(Collected data)
☆ ☆ ☆
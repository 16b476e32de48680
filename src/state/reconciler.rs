use crate::catalog::{EntityCatalog, EntityDefinition};
use crate::policy::{next_fixed_in_zone, SpawnPolicy};
use crate::state::entity::{EntityState, StateMap};
use chrono::{DateTime, Utc};
use tracing::debug;

/// Outcome of [`reconcile`]
#[derive(Clone, Debug, PartialEq)]
pub struct Reconciliation {
    /// Complete state map: exactly one entry per catalog entity
    pub states: StateMap,

    /// Ids whose state differs from the input, in catalog order
    pub dirty: Vec<String>,
}

impl Reconciliation {
    /// True when nothing needs to be written back
    pub fn is_clean(&self) -> bool {
        self.dirty.is_empty()
    }

    /// Changed entries, for minimal-write persistence
    pub fn dirty_states(&self) -> impl Iterator<Item = (&str, &EntityState)> + '_ {
        self.dirty
            .iter()
            .filter_map(|id| self.states.get(id).map(|state| (id.as_str(), state)))
    }
}

/// Derive the authoritative state map from a possibly stale snapshot.
///
/// - Missing entries are synthesized from policy.
/// - Fixed-schedule entries are advanced once their spawn time has passed;
///   a future spawn time is kept even if a fresh calculation would differ.
/// - Delay-based entries are only ever moved by actions.
/// - Entries without a catalog definition are dropped.
///
/// Pure and O(entities); running it twice with the same `now` reports no
/// dirty ids the second time.
pub fn reconcile(catalog: &EntityCatalog, raw: &StateMap, now: DateTime<Utc>) -> Reconciliation {
    let mut states = StateMap::with_capacity(catalog.len());
    let mut dirty = Vec::new();

    for entity in catalog.iter() {
        let stored = raw.get(&entity.id).copied();
        let repaired = repair(catalog, entity, stored, now);

        if stored != Some(repaired) {
            dirty.push(entity.id.clone());
        }
        states.insert(entity.id.clone(), repaired);
    }

    let stale = raw.keys().filter(|id| !catalog.contains(id)).count();
    if stale > 0 {
        debug!(stale, "Dropping state entries with no catalog definition");
    }

    Reconciliation { states, dirty }
}

fn repair(
    catalog: &EntityCatalog,
    entity: &EntityDefinition,
    stored: Option<EntityState>,
    now: DateTime<Utc>,
) -> EntityState {
    match (&entity.policy, stored) {
        (SpawnPolicy::FixedSchedule { daily_times }, stored) => {
            let last_action_time = stored.and_then(|s| s.last_action_time);
            match stored.and_then(|s| s.next_spawn_time) {
                Some(next) if next > now => EntityState {
                    last_action_time,
                    next_spawn_time: Some(next),
                },
                _ => EntityState {
                    last_action_time,
                    next_spawn_time: Some(next_fixed_in_zone(daily_times, now, catalog.zone())),
                },
            }
        }
        (SpawnPolicy::DelayBased { .. }, Some(existing)) => existing,
        (SpawnPolicy::DelayBased { .. }, None) => EntityState::default(),
    }
}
☆ ☆ ☆
YOUR GOAL
Read the lines above. Gather those in which the string "Some" is found.

TASK SOLUTION
        if stored != Some(repaired) {
                Some(next) if next > now => EntityState {
                    next_spawn_time: Some(next),
                    next_spawn_time: Some(next_fixed_in_zone(daily_times, now, catalog.zone())),
        (SpawnPolicy::DelayBased { .. }, Some(existing)) => existing,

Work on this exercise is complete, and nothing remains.